Overseas: The US Federal Reserve and jobs data trumps China manufacturing activity
- Over the coming week, the US Federal Reserve meets to hand down its latest interest rate decision, and the US non-farm payrolls (employment) report is released. The Chinese manufacturing survey is also a key release.
- The week kicks off on Monday in the US, when the June index of contract signings for the purchase of previously-owned homes (pending sales) and the influential Dallas Federal Reserve manufacturing index are issued.
- On Tuesday, China's official purchasing manager's indices are released. A further slowdown in manufacturing activity is tipped. In the US, attention will turn to the S&P/Case-Shiller 20-city home price gauge, the Conference Board's consumer confidence index and the regular weekly data on chain store sales.
- Also on Tuesday, the influential Chicago manufacturing survey and the personal income/spending report are issued. The Fed's preferred measure of inflation – the personal consumption expenditure deflator – will be keenly observed.
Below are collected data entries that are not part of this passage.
//! Domain primitives: actor identifiers and the seller/partner discriminant.

use serde::{Deserialize, Serialize};

/// Seller (merchant) identifier.
#[derive(Debug, Clone, PartialEq, Eq, PartialOrd, Ord, Hash, Serialize, Deserialize)]
pub struct SellerId(pub String);

impl SellerId {
    pub fn new(id: impl Into<String>) -> Self {
        SellerId(id.into())
    }

    pub fn as_str(&self) -> &str {
        &self.0
    }
}

impl std::fmt::Display for SellerId {
    fn fmt(&self, f: &mut std::fmt::Formatter<'_>) -> std::fmt::Result {
        write!(f, "{}", self.0)
    }
}

/// Delivery partner identifier.
#[derive(Debug, Clone, PartialEq, Eq, PartialOrd, Ord, Hash, Serialize, Deserialize)]
pub struct PartnerId(pub String);

impl PartnerId {
    pub fn new(id: impl Into<String>) -> Self {
        PartnerId(id.into())
    }

    pub fn as_str(&self) -> &str {
        &self.0
    }
}

impl std::fmt::Display for PartnerId {
    fn fmt(&self, f: &mut std::fmt::Formatter<'_>) -> std::fmt::Result {
        write!(f, "{}", self.0)
    }
}

/// Marketplace order identifier.
#[derive(Debug, Clone, PartialEq, Eq, PartialOrd, Ord, Hash, Serialize, Deserialize)]
pub struct OrderId(pub String);

impl OrderId {
    pub fn new(id: impl Into<String>) -> Self {
        OrderId(id.into())
    }

    pub fn as_str(&self) -> &str {
        &self.0
    }
}

impl std::fmt::Display for OrderId {
    fn fmt(&self, f: &mut std::fmt::Formatter<'_>) -> std::fmt::Result {
        write!(f, "{}", self.0)
    }
}

/// Administrator principal identifier, stamped on every override.
#[derive(Debug, Clone, PartialEq, Eq, Hash, Serialize, Deserialize)]
pub struct AdminId(pub String);

impl AdminId {
    pub fn new(id: impl Into<String>) -> Self {
        AdminId(id.into())
    }

    pub fn as_str(&self) -> &str {
        &self.0
    }
}

impl std::fmt::Display for AdminId {
    fn fmt(&self, f: &mut std::fmt::Formatter<'_>) -> std::fmt::Result {
        write!(f, "{}", self.0)
    }
}

/// Which side of the marketplace a ledger actor belongs to.
#[derive(Debug, Clone, Copy, PartialEq, Eq, Hash, Serialize, Deserialize)]
#[serde(rename_all = "lowercase")]
pub enum ActorKind {
    Seller,
    Partner,
}

impl ActorKind {
    pub fn as_str(&self) -> &'static str {
        match self {
            ActorKind::Seller => "seller",
            ActorKind::Partner => "partner",
        }
    }

    pub fn parse(s: &str) -> Option<Self> {
        match s {
            "seller" => Some(ActorKind::Seller),
            "partner" => Some(ActorKind::Partner),
            _ => None,
        }
    }
}

impl std::fmt::Display for ActorKind {
    fn fmt(&self, f: &mut std::fmt::Formatter<'_>) -> std::fmt::Result {
        write!(f, "{}", self.as_str())
    }
}

/// A ledger actor: one seller or one partner.
///
/// Every ledger entry belongs to exactly one actor, and the balance chain
/// is maintained per actor.
#[derive(Debug, Clone, PartialEq, Eq, Hash, Serialize, Deserialize)]
pub struct ActorRef {
    pub kind: ActorKind,
    pub id: String,
}

impl ActorRef {
    pub fn seller(id: &SellerId) -> Self {
        ActorRef {
            kind: ActorKind::Seller,
            id: id.as_str().to_string(),
        }
    }

    pub fn partner(id: &PartnerId) -> Self {
        ActorRef {
            kind: ActorKind::Partner,
            id: id.as_str().to_string(),
        }
    }
}

impl std::fmt::Display for ActorRef {
    fn fmt(&self, f: &mut std::fmt::Formatter<'_>) -> std::fmt::Result {
        write!(f, "{}:{}", self.kind, self.id)
    }
}
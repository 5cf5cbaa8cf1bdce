//! Admin override audit record operations.

use super::{fmt_datetime, parse_datetime, Repository};
use crate::domain::{AdminId, AdminOverride, OverrideAction, TargetType};
use sqlx::Row;
use tracing::warn;

impl Repository {
    pub async fn insert_admin_override(
        &self,
        record: &AdminOverride,
    ) -> Result<(), sqlx::Error> {
        sqlx::query(
            r#"
            INSERT INTO admin_overrides
            (id, admin_id, target_type, target_id, action, previous_value, new_value,
             reason, created_at)
            VALUES (?, ?, ?, ?, ?, ?, ?, ?, ?)
            "#,
        )
        .bind(&record.id)
        .bind(record.admin_id.as_str())
        .bind(record.target_type.as_str())
        .bind(&record.target_id)
        .bind(record.action.as_str())
        .bind(record.previous_value.to_string())
        .bind(record.new_value.to_string())
        .bind(&record.reason)
        .bind(fmt_datetime(record.created_at))
        .execute(self.pool())
        .await?;

        Ok(())
    }

    /// Audit trail for one target, newest first.
    pub async fn query_admin_overrides(
        &self,
        target_type: TargetType,
        target_id: &str,
    ) -> Result<Vec<AdminOverride>, sqlx::Error> {
        let rows = sqlx::query(
            r#"
            SELECT * FROM admin_overrides
            WHERE target_type = ? AND target_id = ?
            ORDER BY created_at DESC, id ASC
            "#,
        )
        .bind(target_type.as_str())
        .bind(target_id)
        .fetch_all(self.pool())
        .await?;

        Ok(rows.iter().map(map_override_row).collect())
    }
}

fn map_override_row(row: &sqlx::sqlite::SqliteRow) -> AdminOverride {
    let target_str: String = row.get("target_type");
    let target_type = TargetType::parse(&target_str).unwrap_or_else(|| {
        warn!(value = %target_str, "Unknown override target type, defaulting to seller");
        TargetType::Seller
    });
    let action_str: String = row.get("action");
    let action = OverrideAction::parse(&action_str).unwrap_or_else(|| {
        warn!(value = %action_str, "Unknown override action, defaulting to account_status");
        OverrideAction::AccountStatus
    });

    let parse_json = |col: &str| -> serde_json::Value {
        let raw: String = row.get(col);
        serde_json::from_str(&raw).unwrap_or_else(|e| {
            warn!(column = col, error = %e, "Failed to parse override snapshot, using null");
            serde_json::Value::Null
        })
    };

    AdminOverride {
        id: row.get("id"),
        admin_id: AdminId::new(row.get::<String, _>("admin_id")),
        target_type,
        target_id: row.get("target_id"),
        action,
        previous_value: parse_json("previous_value"),
        new_value: parse_json("new_value"),
        reason: row.get("reason"),
        created_at: parse_datetime(
            &row.get::<String, _>("created_at"),
            "admin_overrides.created_at",
        ),
    }
}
The deflator is expected to increase by 0.2 per cent for a second successive month in June.
- On Wednesday, policymakers at the US Federal Reserve hand down their interest rate decision. No change in the Federal Funds rate target range of 1.75-2.00 per cent is expected by economists after June's increase. Additional rate hikes are forecast in September and December.
- Also on Wednesday, weekly data on new mortgage applications, the ISM manufacturing index and the ADP private sector employment report are issued. Earlier in the day, China's Caixin manufacturing survey is released.
- On Thursday, US factory orders are scheduled for June. Manufacturing activity has been supported by strong domestic demand, but growing worker shortages and import tariffs are starting to strain the supply chain. The regular weekly data on new claims for unemployment insurance and the ISM New York index are also issued.
- On Friday, China's Caixin services gauge is released for the month of July, together with the June international trade data (exports and imports), the ISM services index and the all-important US non-farm payrolls (jobs) report. In June, 213,000 jobs were created, and economists expect that a further 195,000 jobs were generated in July. Average hourly earnings are tipped to lift by 0.3 per cent, with annual growth remaining at 2.7 per cent.
- The Australian earnings season is approaching, coming at a time when the Aussie share market has been trading at levels unseen for over 10 years. With a valuation of 15.5 times estimated earnings, the ASX200 index is trading around its five-year average. At 4.1 per cent, dividend yields for the benchmark are twice that of equivalent US benchmarks.
- Corporate balance sheets are in good health, profits are near record-highs and the lower Aussie dollar may boost the offshore earnings of some companies. Earnings growth expectations are broadly improving, supported by the resource sector.
- On Tuesday, Credit Corp Group and Alacer Gold report. On Wednesday, BWP Trust, Genworth Mortgage Insurance and Rio Tinto all report. On Thursday, earnings are due from ResMed.